APRICA – Festa del “Sunà da Mars”, serata di campanacci e turisti

0

Sempre grande e sorprendente il “Sunà da Mars” di Aprica. Lo dicevano le facce sorprese dei turisti, soprattutti stranieri, che lo hanno visto e sentito per la prima volta ieri sera.

Festa Sunà da MarsLo dicevano i volti allegri e coinvolti di tanti bambini e giovani partecipanti in costume, arrivati dalle sei contrade aprichesi (Liscedo, Liscidini, Santa Maria, Mavigna, Dosso e San Pietro), ma anche da molti Comuni vicini (Corteno Golgi, Santìcolo, Doverio, Motta, Teglio, San Giacomo, Piateda) e più lontani (San Pietro Berbenno, Poschiavo, Val di Scalve, Sovere, Castione della Presolana, Clusone, Borno e Olginate).

Lo dicevano anche e soprattutto le maschere dure dei più adulti, calati più che mai nei loro ruoli di scampanatori e capi corteo. E le tante donne, anch’esse in costume, parte integrante dell’assordante sfilata. Pochi fronzoli o cerimonie, ma soprattutto clangore ritmato dei sampógn in sei marce (quasi) ordinate, quadretti animati della vita d’un tempo (come sui due carri trainati dai trattori). E alla fine tanto mach per tutti, con almeno mille piatti serviti da una ventina di volontari alla grande mensa all’aria aperta.
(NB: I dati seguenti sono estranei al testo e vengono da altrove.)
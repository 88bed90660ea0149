use thiserror::Error;

use crate::api::ApiError;
use crate::board::PatchRejection;
use crate::checkin::CheckInId;

/// Result type alias for board operations.
pub type Result<T> = std::result::Result<T, BoardError>;

#[derive(Debug, Error)]
pub enum BoardError {
    #[error("Check-in service error: {0}")]
    Api(#[from] ApiError),

    /// Carries the groomer's id, or its name when the id is unknown.
    #[error("Groomer {0} is not in the roster")]
    UnknownGroomer(String),

    /// The service applied the change but the board could not take it in.
    /// The next poll brings the board back in line.
    #[error("Check-in {id} changed on the service but the board refused it: {reason}")]
    ConfirmationRejected { id: CheckInId, reason: PatchRejection },
}

impl BoardError {
    /// Message suitable for a user-facing notification.
    pub fn user_message(&self) -> String {
        match self {
            BoardError::Api(e) => e.user_message(),
            other => other.to_string(),
        }
    }
}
In Piazza del Palabione, istigati o acquietati dallo speaker Edoardo Cioccarelli, i concerti di ferro e bronzo si sono ripetuti per lunghi minuti, alternandosi al saluto del vice sindaco Bruno Corvi (“Mi avete voluto sorprendere e commuovere ancora una volta con la vostra immensa partecipazione; vi ringrazio con tutto il cuore e vi dò l’arrivederci alla prossima edizione” ha detto) e alla consegna a ciascun gruppo di un campanaccio-ricordo di questo “Sunà da Mars 2013”.